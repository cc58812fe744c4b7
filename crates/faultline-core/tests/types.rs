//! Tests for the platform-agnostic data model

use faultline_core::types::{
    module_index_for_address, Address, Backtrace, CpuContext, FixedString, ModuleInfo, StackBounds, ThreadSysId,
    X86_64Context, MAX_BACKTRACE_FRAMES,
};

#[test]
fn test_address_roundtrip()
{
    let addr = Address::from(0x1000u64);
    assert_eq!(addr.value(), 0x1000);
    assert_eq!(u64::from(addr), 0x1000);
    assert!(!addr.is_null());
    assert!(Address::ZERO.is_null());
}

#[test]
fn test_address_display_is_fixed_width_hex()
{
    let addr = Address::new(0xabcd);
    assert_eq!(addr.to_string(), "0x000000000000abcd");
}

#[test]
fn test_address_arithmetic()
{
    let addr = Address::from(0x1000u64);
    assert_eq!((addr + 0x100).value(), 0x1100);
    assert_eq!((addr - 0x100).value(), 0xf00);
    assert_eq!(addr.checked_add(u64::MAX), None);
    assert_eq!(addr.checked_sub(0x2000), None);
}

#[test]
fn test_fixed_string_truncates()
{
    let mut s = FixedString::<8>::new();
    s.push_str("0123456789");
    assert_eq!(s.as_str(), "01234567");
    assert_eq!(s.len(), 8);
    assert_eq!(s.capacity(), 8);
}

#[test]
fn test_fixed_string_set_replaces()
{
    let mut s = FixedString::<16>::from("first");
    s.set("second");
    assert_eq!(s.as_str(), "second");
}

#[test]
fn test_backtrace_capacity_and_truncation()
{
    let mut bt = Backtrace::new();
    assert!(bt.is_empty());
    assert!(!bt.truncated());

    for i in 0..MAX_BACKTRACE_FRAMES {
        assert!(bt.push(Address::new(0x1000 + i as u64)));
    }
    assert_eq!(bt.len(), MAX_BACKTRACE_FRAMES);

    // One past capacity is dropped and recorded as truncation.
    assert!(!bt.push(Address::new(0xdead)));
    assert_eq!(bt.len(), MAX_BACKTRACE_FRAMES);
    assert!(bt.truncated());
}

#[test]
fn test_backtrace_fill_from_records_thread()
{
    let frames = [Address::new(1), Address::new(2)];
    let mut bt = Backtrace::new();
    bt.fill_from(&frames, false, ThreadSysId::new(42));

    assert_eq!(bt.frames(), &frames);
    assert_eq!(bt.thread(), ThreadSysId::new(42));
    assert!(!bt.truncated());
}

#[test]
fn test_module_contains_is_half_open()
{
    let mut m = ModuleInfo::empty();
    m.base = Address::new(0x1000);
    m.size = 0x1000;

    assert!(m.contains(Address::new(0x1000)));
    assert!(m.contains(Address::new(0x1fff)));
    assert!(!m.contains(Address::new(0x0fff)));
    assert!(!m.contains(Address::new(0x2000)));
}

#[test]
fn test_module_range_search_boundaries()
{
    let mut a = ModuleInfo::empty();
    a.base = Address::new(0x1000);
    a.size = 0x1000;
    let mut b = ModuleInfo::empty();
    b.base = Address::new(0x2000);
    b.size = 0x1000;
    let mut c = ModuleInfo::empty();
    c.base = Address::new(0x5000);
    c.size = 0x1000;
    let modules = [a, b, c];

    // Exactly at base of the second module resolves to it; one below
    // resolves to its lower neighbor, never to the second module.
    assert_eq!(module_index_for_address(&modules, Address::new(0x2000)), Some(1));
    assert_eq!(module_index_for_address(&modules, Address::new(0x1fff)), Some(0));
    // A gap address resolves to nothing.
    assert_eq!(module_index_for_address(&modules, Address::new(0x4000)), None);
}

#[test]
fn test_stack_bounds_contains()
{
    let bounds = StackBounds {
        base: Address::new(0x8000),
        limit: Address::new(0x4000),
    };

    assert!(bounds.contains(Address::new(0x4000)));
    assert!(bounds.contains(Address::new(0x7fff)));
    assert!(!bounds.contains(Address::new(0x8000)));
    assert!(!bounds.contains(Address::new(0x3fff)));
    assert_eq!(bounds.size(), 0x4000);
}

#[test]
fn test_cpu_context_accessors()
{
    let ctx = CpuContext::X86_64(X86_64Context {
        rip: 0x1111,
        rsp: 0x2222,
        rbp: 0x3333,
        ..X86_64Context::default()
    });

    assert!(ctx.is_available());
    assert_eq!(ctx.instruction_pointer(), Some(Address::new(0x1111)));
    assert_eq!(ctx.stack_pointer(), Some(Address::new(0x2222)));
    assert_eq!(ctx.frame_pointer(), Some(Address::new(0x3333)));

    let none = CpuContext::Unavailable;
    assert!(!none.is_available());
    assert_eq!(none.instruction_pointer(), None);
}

■ DESCRIPTION OF THE TASK: For the material above, reproduce exactly the lines from the line with "fn test_address_roundtrip()" to the line with "assert_eq!((addr - 0x100).value(), 0xf00);", inclusive, and exclude all others.

■ EXERCISE OUTPUT:
fn test_address_roundtrip()
{
    let addr = Address::from(0x1000u64);
    assert_eq!(addr.value(), 0x1000);
    assert_eq!(u64::from(addr), 0x1000);
    assert!(!addr.is_null());
    assert!(Address::ZERO.is_null());
}

#[test]
fn test_address_display_is_fixed_width_hex()
{
    let addr = Address::new(0xabcd);
    assert_eq!(addr.to_string(), "0x000000000000abcd");
}

#[test]
fn test_address_arithmetic()
{
    let addr = Address::from(0x1000u64);
    assert_eq!((addr + 0x100).value(), 0x1100);
    assert_eq!((addr - 0x100).value(), 0xf00);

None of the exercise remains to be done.